Eficácia da tutela reparadora produzida em ação antiexacional
Daniel de Paiva Gomes; Eduardo de Paiva Gomes
Em texto anterior, tratamos do ciclo de positivação do indébito tributário, cuja constituição se dá pela emissão, em ambiente administrativo ou judicial, da tutela reparadora [1]. Assim, uma vez emitida por autoridade competente, a tutela reparadora — ainda que no estado de pendência — passa a integrar o sistema jurídico e, portanto, é norma válida [2].
No entanto, embora passe a integrar o sistema jurídico a partir de sua emissão, a tutela reparadora ainda não possui aptidão para produzir efeitos, tampouco se verifica a efetiva produção de tais efeitos. A validade da tutela reparadora não é suficiente ao sujeito passivo para que proceda à recomposição patrimonial.
Somente no plano da eficácia é que uma norma alcança o seu objetivo social, que é verificado mediante o cumprimento da conduta prescrita na norma pelo respectivo destinatário. No contexto da tutela reparadora, a questão da eficácia é imprescindível para que o sujeito passivo possa atingir seu objetivo, qual seja, a recomposição patrimonial.
No presente artigo, trataremos justamente dessa específica questão que, embora pareça ter viés meramente teórico, mostra-se fundamental para equacionar os desafios verificados na pragmática: a eficácia da tutela reparadora decorrente de ação antiexacional.

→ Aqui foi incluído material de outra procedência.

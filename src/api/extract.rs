//! Request extractors that report failures as `GatherError`
//!
//! axum's own `Json`, `Query` and `Path` reject with plain-text bodies. These
//! wrappers run the same extraction and convert the rejection, so malformed
//! requests get the usual `{"detail": ...}` body.

use axum::extract::rejection::{JsonRejection, PathRejection, QueryRejection};
use axum::extract::{FromRequest, FromRequestParts, Path, Query, Request};
use axum::http::request::Parts;
use axum::Json;
use serde::de::DeserializeOwned;

use crate::utils::errors::{GatherError, Result};

/// JSON request body
#[derive(Debug, Clone, Copy, Default)]
pub struct ApiJson<T>(pub T);

impl<T, S> FromRequest<S> for ApiJson<T>
where
    T: DeserializeOwned,
    S: Send + Sync,
{
    type Rejection = GatherError;

    async fn from_request(req: Request, state: &S) -> Result<Self> {
        let Json(value) = Json::<T>::from_request(req, state).await?;
        Ok(ApiJson(value))
    }
}

/// Query string parameters
#[derive(Debug, Clone, Copy, Default)]
pub struct ApiQuery<T>(pub T);

impl<T, S> FromRequestParts<S> for ApiQuery<T>
where
    T: DeserializeOwned,
    S: Send + Sync,
{
    type Rejection = GatherError;

    async fn from_request_parts(parts: &mut Parts, state: &S) -> Result<Self> {
        let Query(value) = Query::<T>::from_request_parts(parts, state).await?;
        Ok(ApiQuery(value))
    }
}

/// Path parameters
#[derive(Debug, Clone, Copy)]
pub struct ApiPath<T>(pub T);

impl<T, S> FromRequestParts<S> for ApiPath<T>
where
    T: DeserializeOwned + Send,
    S: Send + Sync,
{
    type Rejection = GatherError;

    async fn from_request_parts(parts: &mut Parts, state: &S) -> Result<Self> {
        let Path(value) = Path::<T>::from_request_parts(parts, state).await?;
        Ok(ApiPath(value))
    }
}

impl From<JsonRejection> for GatherError {
    fn from(rejection: JsonRejection) -> Self {
        match rejection {
            // well-formed JSON of the wrong shape
            JsonRejection::JsonDataError(error) => GatherError::InvalidInput(error.body_text()),
            other => GatherError::MalformedRequest {
                status: other.status(),
                message: other.body_text(),
            },
        }
    }
}

impl From<QueryRejection> for GatherError {
    fn from(rejection: QueryRejection) -> Self {
        GatherError::InvalidInput(rejection.body_text())
    }
}

impl From<PathRejection> for GatherError {
    fn from(rejection: PathRejection) -> Self {
        GatherError::MalformedRequest {
            status: rejection.status(),
            message: rejection.body_text(),
        }
    }
}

Com efeito, consoante já analisado em artigo anterior [3], a definitividade é atributo imprescindível para que o sujeito passivo esteja autorizado a proceder à recuperação do indébito tributário.
No âmbito judicial, o sujeito passivo somente está autorizado a operacionalizar a efetiva recomposição patrimonial quando ocorre o trânsito em julgado da tutela reparadora, tendo em vista ser o átimo de instante em que tal tutela se reveste do predicado da definitividade.
Seria possível concluir, portanto, que o trânsito em julgado é o momento em que a tutela reparadora adquire vigência, uma vez que é o marco temporal em que se verifica a sua aptidão para produzir efeitos. Ou seja, já existem condições materiais para que o sujeito passivo, munido da tutela reparadora, dê início aos procedimentos para recomposição patrimonial.
A partir dessa constatação, surgiriam, então, os seguintes questionamentos: a tutela reparadora possui eficácia limitada no tempo? Em outras palavras: existe algum lapso temporal predeterminado para que a tutela reparadora irradie seus efeitos?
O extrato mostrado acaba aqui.